Your goal:
Word for word, set down every record that appears below.

Data for processing:
________________________

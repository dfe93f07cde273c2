//! Gateway error types with HTTP status code mapping.
//!
//! [`GatewayError`] is the central error type for the gateway. Each variant
//! maps to a specific HTTP status code and structured JSON error response.
//! Every failure is a normal returned outcome; nothing here aborts the
//! process.

use axum::http::StatusCode;
use axum::response::{IntoResponse, Response};
use serde::Serialize;
use utoipa::ToSchema;

use crate::domain::{TaskId, UserId};

/// Structured JSON error response body.
///
/// All error responses follow this shape:
/// ```json
/// {
///   "error": {
///     "code": 1001,
///     "message": "invalid request: amount must be nonzero",
///     "details": null
///   }
/// }
/// ```
#[derive(Debug, Serialize, ToSchema)]
pub struct ErrorResponse {
    /// Structured error payload.
    pub error: ErrorBody,
}

/// Inner error body with numeric code and human-readable message.
#[derive(Debug, Serialize, ToSchema)]
pub struct ErrorBody {
    /// Numeric error code (see code ranges on [`GatewayError`]).
    pub code: u32,
    /// Human-readable error message.
    pub message: String,
    /// Optional additional details.
    #[serde(skip_serializing_if = "Option::is_none")]
    pub details: Option<String>,
}

/// Server-side error enum with HTTP status code mapping.
///
/// # Error Code Ranges
///
/// | Range     | Category   | HTTP Status                |
/// |-----------|------------|----------------------------|
/// | 1000–1999 | Validation | 400 Bad Request            |
/// | 2000–2999 | Not Found  | 404 Not Found              |
/// | 3000–3999 | Server     | 500 Internal Server Error  |
/// | 4000–4999 | Conflict   | 409 Conflict               |
/// | 4100–4199 | Auth       | 401 Unauthorized           |
#[derive(Debug, thiserror::Error)]
pub enum GatewayError {
    /// Request validation failed (bad input shape or value).
    #[error("invalid request: {0}")]
    InvalidRequest(String),

    /// User's balance is below the withdrawal eligibility threshold.
    #[error("not eligible for withdrawal: {points} points, threshold is {threshold}")]
    NotEligible {
        /// Current point balance.
        points: i64,
        /// Required minimum balance.
        threshold: i64,
    },

    /// User with the given ID was not found.
    #[error("user not found: {0}")]
    UserNotFound(UserId),

    /// Task with the given ID was not found.
    #[error("task not found: {0}")]
    TaskNotFound(TaskId),

    /// Withdrawal request with the given ID was not found.
    #[error("withdrawal request not found: {0}")]
    WithdrawalNotFound(u64),

    /// Withdrawal request has already left the pending state.
    #[error("withdrawal request {0} already processed")]
    AlreadyProcessed(u64),

    /// User already has a withdrawal request awaiting a decision.
    #[error("user {0} already has a pending withdrawal request")]
    PendingWithdrawalExists(UserId),

    /// Missing or invalid admin session credential.
    #[error("unauthorized: valid admin session required")]
    Unauthorized,

    /// Persistence layer failure.
    #[error("persistence error: {0}")]
    PersistenceError(String),

    /// Internal server error.
    #[error("internal error: {0}")]
    Internal(String),
}

impl GatewayError {
    /// Returns the numeric error code for this variant.
    #[must_use]
    pub const fn error_code(&self) -> u32 {
        match self {
            Self::InvalidRequest(_) => 1001,
            Self::NotEligible { .. } => 1002,
            Self::UserNotFound(_) => 2001,
            Self::TaskNotFound(_) => 2002,
            Self::WithdrawalNotFound(_) => 2003,
            Self::AlreadyProcessed(_) => 4001,
            Self::PendingWithdrawalExists(_) => 4002,
            Self::Unauthorized => 4101,
            Self::PersistenceError(_) => 3001,
            Self::Internal(_) => 3000,
        }
    }

    /// Returns the HTTP status code for this variant.
    #[must_use]
    pub const fn status_code(&self) -> StatusCode {
        match self {
            Self::InvalidRequest(_) | Self::NotEligible { .. } => StatusCode::BAD_REQUEST,
            Self::UserNotFound(_) | Self::TaskNotFound(_) | Self::WithdrawalNotFound(_) => {
                StatusCode::NOT_FOUND
            }
            Self::AlreadyProcessed(_) | Self::PendingWithdrawalExists(_) => StatusCode::CONFLICT,
            Self::Unauthorized => StatusCode::UNAUTHORIZED,
            Self::PersistenceError(_) | Self::Internal(_) => StatusCode::INTERNAL_SERVER_ERROR,
        }
    }
}

impl IntoResponse for GatewayError {
    fn into_response(self) -> Response {
        let status = self.status_code();
        let body = ErrorResponse {
            error: ErrorBody {
                code: self.error_code(),
                message: self.to_string(),
                details: None,
            },
        };
        let mut response = axum::Json(body).into_response();
        *response.status_mut() = status;
        response
    }
}

#[cfg(test)]
#[allow(clippy::panic)]
mod tests {
    use super::*;

    #[test]
    fn validation_maps_to_bad_request() {
        let err = GatewayError::InvalidRequest("reason must not be empty".to_string());
        assert_eq!(err.status_code(), StatusCode::BAD_REQUEST);
        assert_eq!(err.error_code(), 1001);
    }

    #[test]
    fn not_eligible_is_validation_class() {
        let err = GatewayError::NotEligible {
            points: 400,
            threshold: 2000,
        };
        assert_eq!(err.status_code(), StatusCode::BAD_REQUEST);
        assert!(err.to_string().contains("400"));
        assert!(err.to_string().contains("2000"));
    }

    #[test]
    fn not_found_variants_map_to_404() {
        let user = GatewayError::UserNotFound(UserId::new());
        let task = GatewayError::TaskNotFound(TaskId::from_raw(7));
        assert_eq!(user.status_code(), StatusCode::NOT_FOUND);
        assert_eq!(task.status_code(), StatusCode::NOT_FOUND);
    }

    #[test]
    fn already_processed_is_conflict() {
        let err = GatewayError::AlreadyProcessed(3);
        assert_eq!(err.status_code(), StatusCode::CONFLICT);
        assert_eq!(err.error_code(), 4001);
    }

    #[test]
    fn unauthorized_maps_to_401() {
        assert_eq!(
            GatewayError::Unauthorized.status_code(),
            StatusCode::UNAUTHORIZED
        );
    }
}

________________________

Result of this task:
repository dfe93f07cde273c2
//! Gateway error types with HTTP status code mapping.
//!
//! [`GatewayError`] is the central error type for the gateway. Each variant
//! maps to a specific HTTP status code and structured JSON error response.
//! Every failure is a normal returned outcome; nothing here aborts the
//! process.

use axum::http::StatusCode;
use axum::response::{IntoResponse, Response};
use serde::Serialize;
use utoipa::ToSchema;

use crate::domain::{TaskId, UserId};

/// Structured JSON error response body.
///
/// All error responses follow this shape:
/// ```json
/// {
///   "error": {
///     "code": 1001,
///     "message": "invalid request: amount must be nonzero",
///     "details": null
///   }
/// }
/// ```
#[derive(Debug, Serialize, ToSchema)]
pub struct ErrorResponse {
    /// Structured error payload.
    pub error: ErrorBody,
}

/// Inner error body with numeric code and human-readable message.
#[derive(Debug, Serialize, ToSchema)]
pub struct ErrorBody {
    /// Numeric error code (see code ranges on [`GatewayError`]).
    pub code: u32,
    /// Human-readable error message.
    pub message: String,
    /// Optional additional details.
    #[serde(skip_serializing_if = "Option::is_none")]
    pub details: Option<String>,
}

/// Server-side error enum with HTTP status code mapping.
///
/// # Error Code Ranges
///
/// | Range     | Category   | HTTP Status                |
/// |-----------|------------|----------------------------|
/// | 1000–1999 | Validation | 400 Bad Request            |
/// | 2000–2999 | Not Found  | 404 Not Found              |
/// | 3000–3999 | Server     | 500 Internal Server Error  |
/// | 4000–4999 | Conflict   | 409 Conflict               |
/// | 4100–4199 | Auth       | 401 Unauthorized           |
#[derive(Debug, thiserror::Error)]
pub enum GatewayError {
    /// Request validation failed (bad input shape or value).
    #[error("invalid request: {0}")]
    InvalidRequest(String),

    /// User's balance is below the withdrawal eligibility threshold.
    #[error("not eligible for withdrawal: {points} points, threshold is {threshold}")]
    NotEligible {
        /// Current point balance.
        points: i64,
        /// Required minimum balance.
        threshold: i64,
    },

    /// User with the given ID was not found.
    #[error("user not found: {0}")]
    UserNotFound(UserId),

    /// Task with the given ID was not found.
    #[error("task not found: {0}")]
    TaskNotFound(TaskId),

    /// Withdrawal request with the given ID was not found.
    #[error("withdrawal request not found: {0}")]
    WithdrawalNotFound(u64),

    /// Withdrawal request has already left the pending state.
    #[error("withdrawal request {0} already processed")]
    AlreadyProcessed(u64),

    /// User already has a withdrawal request awaiting a decision.
    #[error("user {0} already has a pending withdrawal request")]
    PendingWithdrawalExists(UserId),

    /// Missing or invalid admin session credential.
    #[error("unauthorized: valid admin session required")]
    Unauthorized,

    /// Persistence layer failure.
    #[error("persistence error: {0}")]
    PersistenceError(String),

    /// Internal server error.
    #[error("internal error: {0}")]
    Internal(String),
}

impl GatewayError {
    /// Returns the numeric error code for this variant.
    #[must_use]
    pub const fn error_code(&self) -> u32 {
        match self {
            Self::InvalidRequest(_) => 1001,
            Self::NotEligible { .. } => 1002,
            Self::UserNotFound(_) => 2001,
            Self::TaskNotFound(_) => 2002,
            Self::WithdrawalNotFound(_) => 2003,
            Self::AlreadyProcessed(_) => 4001,
            Self::PendingWithdrawalExists(_) => 4002,
            Self::Unauthorized => 4101,
            Self::PersistenceError(_) => 3001,
            Self::Internal(_) => 3000,
        }
    }

    /// Returns the HTTP status code for this variant.
    #[must_use]
    pub const fn status_code(&self) -> StatusCode {
        match self {
            Self::InvalidRequest(_) | Self::NotEligible { .. } => StatusCode::BAD_REQUEST,
            Self::UserNotFound(_) | Self::TaskNotFound(_) | Self::WithdrawalNotFound(_) => {
                StatusCode::NOT_FOUND
            }
            Self::AlreadyProcessed(_) | Self::PendingWithdrawalExists(_) => StatusCode::CONFLICT,
            Self::Unauthorized => StatusCode::UNAUTHORIZED,
            Self::PersistenceError(_) | Self::Internal(_) => StatusCode::INTERNAL_SERVER_ERROR,
        }
    }
}

impl IntoResponse for GatewayError {
    fn into_response(self) -> Response {
        let status = self.status_code();
        let body = ErrorResponse {
            error: ErrorBody {
                code: self.error_code(),
                message: self.to_string(),
                details: None,
            },
        };
        let mut response = axum::Json(body).into_response();
        *response.status_mut() = status;
        response
    }
}

#[cfg(test)]
#[allow(clippy::panic)]
mod tests {
    use super::*;

    #[test]
    fn validation_maps_to_bad_request() {
        let err = GatewayError::InvalidRequest("reason must not be empty".to_string());
        assert_eq!(err.status_code(), StatusCode::BAD_REQUEST);
        assert_eq!(err.error_code(), 1001);
    }

    #[test]
    fn not_eligible_is_validation_class() {
        let err = GatewayError::NotEligible {
            points: 400,
            threshold: 2000,
        };
        assert_eq!(err.status_code(), StatusCode::BAD_REQUEST);
        assert!(err.to_string().contains("400"));
        assert!(err.to_string().contains("2000"));
    }

    #[test]
    fn not_found_variants_map_to_404() {
        let user = GatewayError::UserNotFound(UserId::new());
        let task = GatewayError::TaskNotFound(TaskId::from_raw(7));
        assert_eq!(user.status_code(), StatusCode::NOT_FOUND);
        assert_eq!(task.status_code(), StatusCode::NOT_FOUND);
    }

    #[test]
    fn already_processed_is_conflict() {
        let err = GatewayError::AlreadyProcessed(3);
        assert_eq!(err.status_code(), StatusCode::CONFLICT);
        assert_eq!(err.error_code(), 4001);
    }

    #[test]
    fn unauthorized_maps_to_401() {
        assert_eq!(
            GatewayError::Unauthorized.status_code(),
            StatusCode::UNAUTHORIZED
        );
    }
}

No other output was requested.